#### Goal of the exercise
Go through the material below and tally every line with the string "ended". Reply with the number only.

#### Data for this exercise
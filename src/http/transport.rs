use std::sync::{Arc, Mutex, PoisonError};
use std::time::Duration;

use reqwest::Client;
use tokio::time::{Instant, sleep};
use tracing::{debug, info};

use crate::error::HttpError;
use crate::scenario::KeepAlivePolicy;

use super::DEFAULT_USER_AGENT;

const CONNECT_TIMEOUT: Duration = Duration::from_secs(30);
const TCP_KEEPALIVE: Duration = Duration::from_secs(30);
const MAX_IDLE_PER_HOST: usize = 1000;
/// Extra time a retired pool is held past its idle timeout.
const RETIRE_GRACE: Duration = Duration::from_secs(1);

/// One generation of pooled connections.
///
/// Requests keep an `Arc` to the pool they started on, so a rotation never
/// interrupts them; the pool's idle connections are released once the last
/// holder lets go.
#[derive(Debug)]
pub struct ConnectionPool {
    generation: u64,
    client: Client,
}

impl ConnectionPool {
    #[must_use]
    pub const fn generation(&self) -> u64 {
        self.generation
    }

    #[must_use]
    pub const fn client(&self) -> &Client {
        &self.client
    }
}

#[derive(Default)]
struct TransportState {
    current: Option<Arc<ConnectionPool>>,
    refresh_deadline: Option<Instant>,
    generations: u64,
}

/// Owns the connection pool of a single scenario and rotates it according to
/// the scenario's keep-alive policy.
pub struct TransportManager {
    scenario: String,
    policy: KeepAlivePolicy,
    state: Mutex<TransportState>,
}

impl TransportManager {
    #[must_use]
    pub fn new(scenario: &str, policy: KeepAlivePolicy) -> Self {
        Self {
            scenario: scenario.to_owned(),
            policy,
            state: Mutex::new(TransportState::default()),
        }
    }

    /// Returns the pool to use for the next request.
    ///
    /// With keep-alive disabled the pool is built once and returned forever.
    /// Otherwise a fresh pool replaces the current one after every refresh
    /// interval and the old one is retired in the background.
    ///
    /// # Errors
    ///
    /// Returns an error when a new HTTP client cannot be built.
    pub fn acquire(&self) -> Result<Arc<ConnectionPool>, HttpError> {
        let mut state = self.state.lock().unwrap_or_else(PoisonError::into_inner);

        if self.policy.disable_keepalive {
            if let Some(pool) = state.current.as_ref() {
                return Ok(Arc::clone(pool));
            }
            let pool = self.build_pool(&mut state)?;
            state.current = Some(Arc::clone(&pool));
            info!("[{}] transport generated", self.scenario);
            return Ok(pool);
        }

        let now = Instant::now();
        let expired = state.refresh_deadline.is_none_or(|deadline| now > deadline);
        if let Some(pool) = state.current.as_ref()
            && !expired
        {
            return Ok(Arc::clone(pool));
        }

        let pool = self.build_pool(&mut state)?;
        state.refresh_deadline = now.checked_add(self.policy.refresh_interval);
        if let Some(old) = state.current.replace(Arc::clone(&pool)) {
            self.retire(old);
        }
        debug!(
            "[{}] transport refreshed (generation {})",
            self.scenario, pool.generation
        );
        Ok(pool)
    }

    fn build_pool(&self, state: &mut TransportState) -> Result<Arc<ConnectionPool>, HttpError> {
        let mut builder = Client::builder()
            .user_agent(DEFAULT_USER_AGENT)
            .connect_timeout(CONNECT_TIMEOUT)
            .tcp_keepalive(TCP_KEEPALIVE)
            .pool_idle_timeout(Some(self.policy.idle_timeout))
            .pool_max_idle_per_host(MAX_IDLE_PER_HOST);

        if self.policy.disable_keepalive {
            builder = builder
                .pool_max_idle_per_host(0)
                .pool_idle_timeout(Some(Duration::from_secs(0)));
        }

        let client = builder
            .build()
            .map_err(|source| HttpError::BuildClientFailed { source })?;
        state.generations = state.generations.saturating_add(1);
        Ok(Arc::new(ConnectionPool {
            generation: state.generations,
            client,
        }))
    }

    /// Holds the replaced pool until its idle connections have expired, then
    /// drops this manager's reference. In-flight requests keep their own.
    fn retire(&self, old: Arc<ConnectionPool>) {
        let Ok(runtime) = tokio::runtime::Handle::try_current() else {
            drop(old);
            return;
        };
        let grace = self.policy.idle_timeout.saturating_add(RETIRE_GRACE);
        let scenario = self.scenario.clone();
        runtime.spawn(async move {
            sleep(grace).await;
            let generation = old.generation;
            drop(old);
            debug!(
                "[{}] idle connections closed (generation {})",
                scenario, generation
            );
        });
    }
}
...
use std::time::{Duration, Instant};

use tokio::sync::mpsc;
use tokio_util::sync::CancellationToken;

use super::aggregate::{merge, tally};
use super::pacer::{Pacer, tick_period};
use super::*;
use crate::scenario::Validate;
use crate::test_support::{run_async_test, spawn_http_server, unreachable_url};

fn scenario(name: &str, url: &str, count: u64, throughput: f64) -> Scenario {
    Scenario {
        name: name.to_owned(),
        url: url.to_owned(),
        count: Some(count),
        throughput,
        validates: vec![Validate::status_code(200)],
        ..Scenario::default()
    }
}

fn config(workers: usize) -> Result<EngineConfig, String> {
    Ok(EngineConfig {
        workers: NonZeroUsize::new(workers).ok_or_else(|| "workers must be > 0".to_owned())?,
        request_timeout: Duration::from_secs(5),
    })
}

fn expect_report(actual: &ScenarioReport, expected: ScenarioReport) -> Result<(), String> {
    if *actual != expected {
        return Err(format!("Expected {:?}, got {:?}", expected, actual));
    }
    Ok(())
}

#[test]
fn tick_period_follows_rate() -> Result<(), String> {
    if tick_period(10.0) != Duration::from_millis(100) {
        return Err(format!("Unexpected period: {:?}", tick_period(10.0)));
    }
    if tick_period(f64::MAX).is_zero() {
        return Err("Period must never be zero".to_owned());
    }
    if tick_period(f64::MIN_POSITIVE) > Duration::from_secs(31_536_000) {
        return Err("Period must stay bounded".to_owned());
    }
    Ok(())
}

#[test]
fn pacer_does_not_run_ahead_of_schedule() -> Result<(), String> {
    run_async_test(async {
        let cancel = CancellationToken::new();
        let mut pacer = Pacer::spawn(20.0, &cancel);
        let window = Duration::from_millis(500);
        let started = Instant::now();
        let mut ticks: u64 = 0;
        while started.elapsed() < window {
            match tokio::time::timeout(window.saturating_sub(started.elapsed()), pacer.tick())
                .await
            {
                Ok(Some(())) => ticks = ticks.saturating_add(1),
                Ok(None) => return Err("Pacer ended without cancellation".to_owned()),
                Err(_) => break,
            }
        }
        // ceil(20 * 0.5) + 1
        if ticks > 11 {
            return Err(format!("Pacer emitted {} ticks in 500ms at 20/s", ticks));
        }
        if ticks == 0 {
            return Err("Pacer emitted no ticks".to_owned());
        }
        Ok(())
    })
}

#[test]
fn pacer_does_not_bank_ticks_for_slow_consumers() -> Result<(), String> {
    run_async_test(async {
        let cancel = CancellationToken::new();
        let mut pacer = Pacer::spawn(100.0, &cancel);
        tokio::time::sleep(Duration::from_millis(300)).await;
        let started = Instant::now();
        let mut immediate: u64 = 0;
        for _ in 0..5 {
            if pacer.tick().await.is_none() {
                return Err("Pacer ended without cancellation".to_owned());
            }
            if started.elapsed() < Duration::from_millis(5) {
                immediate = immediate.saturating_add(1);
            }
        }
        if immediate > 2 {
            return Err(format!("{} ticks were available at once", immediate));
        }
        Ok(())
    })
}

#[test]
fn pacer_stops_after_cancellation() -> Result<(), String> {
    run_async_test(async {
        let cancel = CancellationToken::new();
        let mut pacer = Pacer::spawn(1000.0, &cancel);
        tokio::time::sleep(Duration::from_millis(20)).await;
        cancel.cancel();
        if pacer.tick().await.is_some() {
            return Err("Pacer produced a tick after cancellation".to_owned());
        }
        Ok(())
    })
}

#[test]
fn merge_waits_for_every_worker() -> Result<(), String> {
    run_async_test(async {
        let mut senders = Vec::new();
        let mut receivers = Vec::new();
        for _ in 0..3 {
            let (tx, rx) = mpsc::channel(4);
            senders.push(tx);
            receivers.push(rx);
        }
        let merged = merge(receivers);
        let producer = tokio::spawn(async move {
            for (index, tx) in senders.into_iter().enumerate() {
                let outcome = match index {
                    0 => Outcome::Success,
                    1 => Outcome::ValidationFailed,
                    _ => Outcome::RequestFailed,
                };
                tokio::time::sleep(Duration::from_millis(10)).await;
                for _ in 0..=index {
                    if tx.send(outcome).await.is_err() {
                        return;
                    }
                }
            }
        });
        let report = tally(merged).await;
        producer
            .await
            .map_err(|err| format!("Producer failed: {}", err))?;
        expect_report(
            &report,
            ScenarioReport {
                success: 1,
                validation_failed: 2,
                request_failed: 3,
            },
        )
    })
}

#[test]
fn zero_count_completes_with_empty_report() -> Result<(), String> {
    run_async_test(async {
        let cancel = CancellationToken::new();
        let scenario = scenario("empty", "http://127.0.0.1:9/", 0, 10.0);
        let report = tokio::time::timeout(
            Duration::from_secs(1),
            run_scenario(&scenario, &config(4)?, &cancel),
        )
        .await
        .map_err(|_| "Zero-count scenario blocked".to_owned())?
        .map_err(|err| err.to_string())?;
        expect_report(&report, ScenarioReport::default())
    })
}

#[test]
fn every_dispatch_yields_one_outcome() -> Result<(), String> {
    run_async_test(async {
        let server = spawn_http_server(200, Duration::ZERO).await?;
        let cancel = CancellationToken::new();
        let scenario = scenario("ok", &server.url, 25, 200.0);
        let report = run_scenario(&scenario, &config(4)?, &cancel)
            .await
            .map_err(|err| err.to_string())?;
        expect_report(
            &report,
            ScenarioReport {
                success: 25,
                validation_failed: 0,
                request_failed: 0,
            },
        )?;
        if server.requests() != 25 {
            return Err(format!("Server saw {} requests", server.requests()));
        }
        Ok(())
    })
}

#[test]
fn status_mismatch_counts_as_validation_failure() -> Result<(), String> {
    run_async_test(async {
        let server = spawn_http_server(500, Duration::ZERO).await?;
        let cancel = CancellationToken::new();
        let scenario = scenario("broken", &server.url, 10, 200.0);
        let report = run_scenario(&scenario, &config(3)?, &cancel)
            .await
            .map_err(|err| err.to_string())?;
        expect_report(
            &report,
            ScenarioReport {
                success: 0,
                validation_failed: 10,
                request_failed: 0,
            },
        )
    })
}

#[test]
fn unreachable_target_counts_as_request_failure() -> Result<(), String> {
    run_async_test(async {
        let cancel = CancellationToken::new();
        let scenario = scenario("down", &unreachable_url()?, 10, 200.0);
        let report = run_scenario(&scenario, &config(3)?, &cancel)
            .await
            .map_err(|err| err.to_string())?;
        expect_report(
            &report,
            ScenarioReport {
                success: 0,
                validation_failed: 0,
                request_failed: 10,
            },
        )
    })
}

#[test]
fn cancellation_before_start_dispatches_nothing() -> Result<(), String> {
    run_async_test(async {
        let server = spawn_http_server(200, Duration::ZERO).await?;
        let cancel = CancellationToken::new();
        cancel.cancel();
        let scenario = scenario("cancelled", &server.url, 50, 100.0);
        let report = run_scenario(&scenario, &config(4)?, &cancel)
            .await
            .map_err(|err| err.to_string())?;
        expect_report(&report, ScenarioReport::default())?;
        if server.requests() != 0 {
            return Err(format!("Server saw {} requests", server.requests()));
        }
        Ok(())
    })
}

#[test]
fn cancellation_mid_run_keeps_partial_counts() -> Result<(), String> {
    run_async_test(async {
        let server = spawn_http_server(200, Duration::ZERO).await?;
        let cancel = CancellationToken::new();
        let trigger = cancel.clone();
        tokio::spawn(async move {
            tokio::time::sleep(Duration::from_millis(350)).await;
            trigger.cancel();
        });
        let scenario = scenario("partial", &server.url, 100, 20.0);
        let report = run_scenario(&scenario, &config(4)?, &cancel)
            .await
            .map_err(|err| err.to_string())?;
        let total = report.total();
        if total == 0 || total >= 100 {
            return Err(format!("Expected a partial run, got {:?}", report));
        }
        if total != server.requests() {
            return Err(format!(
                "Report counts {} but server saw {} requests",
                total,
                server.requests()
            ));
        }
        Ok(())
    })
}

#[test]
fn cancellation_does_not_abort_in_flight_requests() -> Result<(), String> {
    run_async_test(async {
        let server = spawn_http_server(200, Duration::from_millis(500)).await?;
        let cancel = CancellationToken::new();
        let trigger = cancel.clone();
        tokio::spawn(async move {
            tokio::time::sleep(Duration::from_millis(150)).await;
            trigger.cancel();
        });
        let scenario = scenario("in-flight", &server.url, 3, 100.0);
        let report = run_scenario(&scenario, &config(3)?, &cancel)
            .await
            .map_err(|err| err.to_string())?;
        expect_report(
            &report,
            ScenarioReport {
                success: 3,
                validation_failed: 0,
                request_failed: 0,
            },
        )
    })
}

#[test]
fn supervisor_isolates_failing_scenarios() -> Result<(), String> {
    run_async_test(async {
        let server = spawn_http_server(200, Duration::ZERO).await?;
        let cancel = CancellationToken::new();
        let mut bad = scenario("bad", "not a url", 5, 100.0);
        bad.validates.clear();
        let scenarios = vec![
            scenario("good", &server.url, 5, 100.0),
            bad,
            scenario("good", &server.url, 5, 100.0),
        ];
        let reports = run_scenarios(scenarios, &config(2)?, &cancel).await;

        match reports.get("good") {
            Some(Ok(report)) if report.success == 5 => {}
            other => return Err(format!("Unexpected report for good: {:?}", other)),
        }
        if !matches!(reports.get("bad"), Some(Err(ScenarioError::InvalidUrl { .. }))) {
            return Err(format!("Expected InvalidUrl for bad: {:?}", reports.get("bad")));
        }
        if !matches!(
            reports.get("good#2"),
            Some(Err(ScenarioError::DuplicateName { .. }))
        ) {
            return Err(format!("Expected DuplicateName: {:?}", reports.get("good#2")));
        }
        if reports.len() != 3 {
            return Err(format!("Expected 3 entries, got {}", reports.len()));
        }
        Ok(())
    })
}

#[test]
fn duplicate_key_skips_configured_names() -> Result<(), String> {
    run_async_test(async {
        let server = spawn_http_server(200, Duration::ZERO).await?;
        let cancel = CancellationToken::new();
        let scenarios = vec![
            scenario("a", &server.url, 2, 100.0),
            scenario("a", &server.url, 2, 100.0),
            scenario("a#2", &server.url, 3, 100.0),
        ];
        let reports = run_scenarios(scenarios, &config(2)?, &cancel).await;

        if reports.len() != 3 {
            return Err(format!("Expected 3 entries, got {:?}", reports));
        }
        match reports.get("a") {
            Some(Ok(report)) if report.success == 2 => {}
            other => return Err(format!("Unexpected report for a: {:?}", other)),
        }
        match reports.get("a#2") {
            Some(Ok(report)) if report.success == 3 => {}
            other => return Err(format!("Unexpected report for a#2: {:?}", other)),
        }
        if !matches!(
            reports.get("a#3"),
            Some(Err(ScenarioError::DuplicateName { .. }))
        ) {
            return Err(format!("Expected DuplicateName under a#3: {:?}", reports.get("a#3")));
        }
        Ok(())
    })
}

#### The completed task
2